Melanie McDonagh

The case for ‘long Christmas’

We should be in full feasting mode right through January

  • From Spectator Life
A Christmas scene circa 1915 [Alamy]

There comes a time right after the new year when the retail sector decides it’s done with fairy lights and sparkles. Out goes the party food, the bao buns with Santa hats, the mixed platters of prosciutto and cheese, the gift sets of flavoured olive oil and the festive cheeseboards. On the discount rails there are scarlet jumpers with diamante and slinky party frocks, looking less and less inviting by the day. Back comes the sleek minimalism of the retail sector in its most pared down aspect as it flogs low-carb, low-calorie ready meals and fitness gear in time for the great ‘new year, new you’ personal transformation.

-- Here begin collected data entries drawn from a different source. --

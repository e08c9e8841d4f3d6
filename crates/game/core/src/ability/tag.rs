//! Hierarchical gameplay tags.
//!
//! A tag is a dotted label such as `Ability.Fire.Bolt`. Queries are
//! hierarchical: a tag matches a query tag when it is equal to it or one of its
//! descendants, so `Ability.Fire.Bolt` matches `Ability.Fire` but
//! `Ability.Fire` does not match `Ability.Fire.Bolt`.

use std::fmt;
use std::str::FromStr;

use crate::error::{ErrorSeverity, GameError};

/// Errors produced while parsing a tag label.
#[derive(Clone, Debug, PartialEq, Eq, thiserror::Error)]
pub enum TagError {
    #[error("gameplay tag label is empty")]
    Empty,

    #[error("gameplay tag `{0}` has an empty or whitespace segment")]
    Malformed(String),
}

impl GameError for TagError {
    fn severity(&self) -> ErrorSeverity {
        ErrorSeverity::Validation
    }

    fn error_code(&self) -> &'static str {
        match self {
            Self::Empty => "TAG_EMPTY",
            Self::Malformed(_) => "TAG_MALFORMED",
        }
    }
}

/// A validated hierarchical label.
#[derive(Clone, Debug, PartialEq, Eq, PartialOrd, Ord, Hash)]
#[cfg_attr(
    feature = "serde",
    derive(serde::Serialize, serde::Deserialize),
    serde(try_from = "String", into = "String")
)]
pub struct GameplayTag(Box<str>);

impl GameplayTag {
    pub const SEPARATOR: char = '.';

    /// Parses and validates a tag label.
    pub fn new(label: impl AsRef<str>) -> Result<Self, TagError> {
        let label = label.as_ref().trim();
        if label.is_empty() {
            return Err(TagError::Empty);
        }

        let malformed = label
            .split(Self::SEPARATOR)
            .any(|segment| segment.is_empty() || segment.chars().any(char::is_whitespace));
        if malformed {
            return Err(TagError::Malformed(label.to_owned()));
        }

        Ok(Self(label.into()))
    }

    #[inline]
    pub fn as_str(&self) -> &str {
        &self.0
    }

    /// Returns true if this tag equals `query` or is nested below it.
    pub fn matches(&self, query: &GameplayTag) -> bool {
        let (tag, query) = (self.as_str(), query.as_str());
        match tag.strip_prefix(query) {
            Some("") => true,
            Some(rest) => rest.starts_with(Self::SEPARATOR),
            None => false,
        }
    }

    /// Returns the enclosing tag, or `None` for a root tag.
    pub fn parent(&self) -> Option<GameplayTag> {
        self.0
            .rsplit_once(Self::SEPARATOR)
            .map(|(parent, _)| Self(parent.into()))
    }

    /// Number of segments in the label (`Ability.Fire` has depth 2).
    pub fn depth(&self) -> usize {
        self.0.split(Self::SEPARATOR).count()
    }
}

impl fmt::Display for GameplayTag {
    fn fmt(&self, f: &mut fmt::Formatter<'_>) -> fmt::Result {
        f.write_str(&self.0)
    }
}

impl FromStr for GameplayTag {
    type Err = TagError;

    fn from_str(s: &str) -> Result<Self, Self::Err> {
        Self::new(s)
    }
}

impl TryFrom<String> for GameplayTag {
    type Error = TagError;

    fn try_from(value: String) -> Result<Self, Self::Error> {
        Self::new(value)
    }
}

impl From<GameplayTag> for String {
    fn from(tag: GameplayTag) -> Self {
        tag.0.into()
    }
}

/// Ordered, de-duplicated set of gameplay tags.
#[derive(Clone, Debug, Default, PartialEq, Eq)]
#[cfg_attr(
    feature = "serde",
    derive(serde::Serialize, serde::Deserialize),
    serde(from = "Vec<GameplayTag>", into = "Vec<GameplayTag>")
)]
pub struct TagContainer {
    tags: Vec<GameplayTag>,
}

impl TagContainer {
    pub fn new() -> Self {
        Self::default()
    }

    /// Parses every label, failing on the first invalid one.
    pub fn parse<I, S>(labels: I) -> Result<Self, TagError>
    where
        I: IntoIterator<Item = S>,
        S: AsRef<str>,
    {
        labels.into_iter().map(GameplayTag::new).collect()
    }

    /// Inserts a tag, returning false if it was already present.
    pub fn insert(&mut self, tag: GameplayTag) -> bool {
        if self.tags.contains(&tag) {
            return false;
        }
        self.tags.push(tag);
        true
    }

    #[must_use]
    pub fn with(mut self, tag: GameplayTag) -> Self {
        self.insert(tag);
        self
    }

    /// Exact membership, without hierarchy.
    pub fn contains(&self, tag: &GameplayTag) -> bool {
        self.tags.contains(tag)
    }

    /// Returns true if any tag in this container matches `query`.
    pub fn has_tag(&self, query: &GameplayTag) -> bool {
        self.tags.iter().any(|tag| tag.matches(query))
    }

    /// Returns true if any tag in this container matches any tag in `query`.
    ///
    /// An empty query matches nothing.
    pub fn has_any(&self, query: &TagContainer) -> bool {
        query.iter().any(|q| self.has_tag(q))
    }

    pub fn iter(&self) -> impl Iterator<Item = &GameplayTag> + '_ {
        self.tags.iter()
    }

    pub fn len(&self) -> usize {
        self.tags.len()
    }

    pub fn is_empty(&self) -> bool {
        self.tags.is_empty()
    }
}

impl FromIterator<GameplayTag> for TagContainer {
    fn from_iter<T: IntoIterator<Item = GameplayTag>>(iter: T) -> Self {
        let mut container = Self::new();
        for tag in iter {
            container.insert(tag);
        }
        container
    }
}

impl From<GameplayTag> for TagContainer {
    fn from(tag: GameplayTag) -> Self {
        Self { tags: vec![tag] }
    }
}

impl From<Vec<GameplayTag>> for TagContainer {
    fn from(tags: Vec<GameplayTag>) -> Self {
        tags.into_iter().collect()
    }
}

impl From<TagContainer> for Vec<GameplayTag> {
    fn from(container: TagContainer) -> Self {
        container.tags
    }
}

impl fmt::Display for TagContainer {
    fn fmt(&self, f: &mut fmt::Formatter<'_>) -> fmt::Result {
        f.write_str("{")?;
        for (i, tag) in self.tags.iter().enumerate() {
            if i > 0 {
                f.write_str(", ")?;
            }
            write!(f, "{tag}")?;
        }
        f.write_str("}")
    }
}
use game_core::{EntityId, InstanceId};
use serde::{Deserialize, Serialize};

/// High-level occurrences produced by a simulation step.
#[derive(Debug, Clone, PartialEq, Serialize, Deserialize)]
pub enum GameEvent {
    /// An entity lost health.
    Damaged {
        entity: EntityId,
        source: Option<EntityId>,
        amount: f32,
        health_before: f32,
        health_after: f32,
    },

    /// An entity's health reached zero.
    Killed {
        victim: EntityId,
        killer: Option<EntityId>,
    },

    AbilityActivated {
        entity: EntityId,
        ability: String,
        instance: InstanceId,
    },

    /// An ability instance left the active set.
    AbilityEnded {
        entity: EntityId,
        instance: InstanceId,
        cancelled: bool,
    },

    /// The replicated character level changed (written on the authority,
    /// applied on an observer).
    LevelChanged { entity: EntityId, level: i32 },

    Respawned { entity: EntityId },

    MatchEnded { winner: EntityId, kills: u32 },
}

impl GameEvent {
    /// The entity this event is primarily about.
    pub fn entity(&self) -> EntityId {
        match self {
            Self::Damaged { entity, .. }
            | Self::AbilityActivated { entity, .. }
            | Self::AbilityEnded { entity, .. }
            | Self::LevelChanged { entity, .. }
            | Self::Respawned { entity } => *entity,
            Self::Killed { victim, .. } => *victim,
            Self::MatchEnded { winner, .. } => *winner,
        }
    }
}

Dry January, coming bang in the middle of the Twelve Days of Christmas, should be seen as an anti-Christian initiative, odium fidei in the form of teetotalism

Depressing, no? But then we’ve been in party mode since about the last week of November – actually, the decorations have been on sale since before Halloween – so there may be a sense in which people are done with the whole Christmas thing.

But we’re not. Not really. Think of the carol, ‘The Twelve Days of Christmas’. Well, Christmas really is 12 days. It goes from Christmas Eve, when purists put the tree up, right through to the night before 6 January, the Epiphany (annoyingly the Catholic Church has shifted that feast to 5 January this year, being a Sunday, but anyway). The season is that word we’re so fond of these days, a ‘journey’, from the preparation time of Advent (the old cardboard Advent calendars culminated on the 25th with a window opening to a crib) to Christmas Day and then continuing right through to the arrival of the Three Kings to baby Jesus on 6 January. New Year’s Day adds a secular festive element to the season – it was celebrated in the Middle Ages as a time you gave presents – but it didn’t take away from the unbroken season of merry-making for 12 whole days, with a kind of crescendo of festivity on Twelfth Night, the vigil of Epiphany.

But it doesn’t actually stop there, either. It goes on right through to the Purification of the Virgin on 2 February. That’s right: in the Christian scheme of things, you’re in Sundays after Epiphany right through to Candlemas, the other word for the feast day, when candles were lit in church. And in between – viz, for the entire month of January – people should be in modified party mode. You know what that means? No new year diets, no eschewing carbs from 1 January. Absolutely no Dry January, a brand new abomination. (Actually Dry January, coming as it does bang in the middle of the Twelve Days of Christmas, should be seen as an anti-Christian initiative, odium fidei in the form of teetotalism.) Absolutely no giving stuff up. If you’re a traditionalist, a Christian, you’re in full feasting mode right through January.

Whether you’re in sympathy with the faith or not, it makes complete sense. No one in their right minds gives up carbs and drink in the bleakest month of the year. You’re much more inclined to fast during Lent, when it’s warmer, and indeed, to take exercise. We could only contemplate the abomination of a cheerless January in contemporary conditions, with heated homes and no actual contact with nature; anyone who works outside knows this is the time when you actually need your carbs and your drink.

So, let me suggest a subversive, counter-cultural, traditionalist act: stuff the fasting and abstaining. Instead, celebrate ‘long Christmas’ and stay in mildly celebratory mode all the way through the next month.

As the academic Nick Groom observes in his excellent book The Seasons: An Elegy for the Passing of the Year: ‘It was the Victorians who nominated Twelfth Night as the end of Christmas; in Robert Herrick’s day in the 17th century, the greenery [i.e. decorations – holly and ivy] would stay up until Candlemas, 2 February. But it was in the interest of 19th century commercial society to get everyone back to work promptly… The season of Christmas-tide has, in other words, shifted forward as if it now expresses an impatient and premature desire for gratification. The result is that there are two cold months of winter following Christmas. It is a bleak time and there is little cheer.’

Well, I say it’s time to put the cheer back. Eat, drink and be merry until 6 January – and beyond.